Since I proposed to my Fiance Suzanne, life has been good. Very good, in fact. Living with Suzanne and doing all the couple-y thing we do is quite nice. We have bought a house and we like it very much.
What comes along with sharing a life with someone often includes new relatives, commonly called "The In-laws". In a lot of cases these in-laws cause a lot of strife if so-and-so's uncle does not like you. This happens so much that Hollywood has made many movies about in-laws that are so difficult that one would rather poke oneself in the eye with a rusty pitch fork than deal with.
Fortunately, my soon-to-be-inlaws could be more pleasant and more-over interesting.
There is Suzy's Mom, Georgia who is the sweetest, most doting things since my own Mom. There is Reeve, Suzy's Dad who is a tough cookie. He sails (quite well) and plays handball and is good enough that he can give pros a good game. He's very adventurous and they (Georgia and Reeve) routinely go camping and traveling.
The is Walt, Reeve's brother who despite not so great health, still goes sailing up and down the West Coast with Reeve. There a host of others who's relationship, I am a little fuzzy on the details so I will not embarrass myself with botching them.
One of the more notable, or at least more memorable is Aunt Macia, Reeve's sister. She is a mathematician and is quite nice. Unfortunately she is dying from terminal cancer.
It is unlikely she will live till the end of the year and as the case with these really aggressive metastatic cancer, there is little that can be done. It is no longer a matter of mustering the will to fight like the dickens to beat the cancer. It has already won. It's just a matter of maintaining dignity and making Marcia comfortable.
Reeve is understandably, struggling with this one. This clearly is tearing him up inside. I can see it even when he desperately tries to hide it. I really feel for him.
This ugly, somber process brings me back to how my parents left this world. The ordeal of fighting everyone to be allowed to let my father pass with what little dignity he had left along with having to take care of my Mom with Alzheimer's at the same time and then having to deal with my own Mother's less than dignified passing, really taught me a harsh, harsh lesson. I am infinitely stronger as a result of it.
But, 7 years later, I still miss my Dad very much.
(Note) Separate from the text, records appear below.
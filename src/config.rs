//! Engine configuration.

use std::path::Path;

use anyhow::Context;
use serde::{Deserialize, Serialize};

/// Main configuration structure.
#[derive(Debug, Clone, Serialize, Deserialize)]
pub struct Config {
    /// Colour theme name ("default", "one-dark", "monokai").
    #[serde(default = "default_theme_name")]
    pub theme: String,

    /// Documents larger than this many bytes render without syntax
    /// highlighting.
    #[serde(default = "default_highlight_threshold")]
    pub highlight_threshold: usize,

    /// Copy the previous line's leading whitespace on newline insertion.
    #[serde(default = "default_true")]
    pub auto_indent: bool,
}

fn default_theme_name() -> String {
    "default".to_string()
}

fn default_highlight_threshold() -> usize {
    10_000
}

fn default_true() -> bool {
    true
}

impl Default for Config {
    fn default() -> Self {
        Config {
            theme: default_theme_name(),
            highlight_threshold: default_highlight_threshold(),
            auto_indent: default_true(),
        }
    }
}

impl Config {
    /// Load configuration from a JSON file.
    pub fn from_json_file<P: AsRef<Path>>(path: P) -> anyhow::Result<Self> {
        let path = path.as_ref();
        let text = std::fs::read_to_string(path)
            .with_context(|| format!("failed to read config {}", path.display()))?;
        let config: Config = serde_json::from_str(&text)
            .with_context(|| format!("failed to parse config {}", path.display()))?;
        Ok(config)
    }
}

#[cfg(test)]
mod tests {
    use super::*;

    #[test]
    fn test_defaults() {
        let config = Config::default();
        assert_eq!(config.theme, "default");
        assert_eq!(config.highlight_threshold, 10_000);
        assert!(config.auto_indent);
    }

    #[test]
    fn test_partial_json_fills_defaults() {
        let config: Config = serde_json::from_str(r#"{"theme": "monokai"}"#).unwrap();
        assert_eq!(config.theme, "monokai");
        assert_eq!(config.highlight_threshold, 10_000);
        assert!(config.auto_indent);
    }

    #[test]
    fn test_from_json_file() {
        let dir = tempfile::tempdir().unwrap();
        let path = dir.path().join("config.json");
        std::fs::write(&path, r#"{"auto_indent": false, "highlight_threshold": 512}"#).unwrap();
        let config = Config::from_json_file(&path).unwrap();
        assert!(!config.auto_indent);
        assert_eq!(config.highlight_threshold, 512);
        assert!(Config::from_json_file(dir.path().join("missing.json")).is_err());
    }
}
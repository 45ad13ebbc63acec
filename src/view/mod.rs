//! Host-facing presentation: render records and theme descriptors.

pub mod render;
pub mod theme;

pub use render::LineRecord;
pub use theme::{Color, TextStyle, Theme};
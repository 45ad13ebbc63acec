//! Syntax highlighting: PEG grammar combinators, built-in languages, and the
//! invalidation-aware span cache.

pub mod grammar;
pub mod highlighter;
pub mod languages;

pub use grammar::{Expr, Grammar, Style, StyledSpan};
pub use highlighter::Highlighter;
pub use languages::Language;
There have been so many times where I was struggling on what to do and I found myself wishing I could ask my Dad.
My Mom's passing was easier (if the passing of one's mother could be) for a number of reasons: I was at least in control and could take care of her, I had already dealt with one death of a parent and my Mom was essentially lost to me long ago as a result of the Alzheimer's.
Since their passing, I have taken up certain things as a way to remember and honor my parents. I learned how to machine and to refer to Dad's teachings. I've learned how to cook Persian food.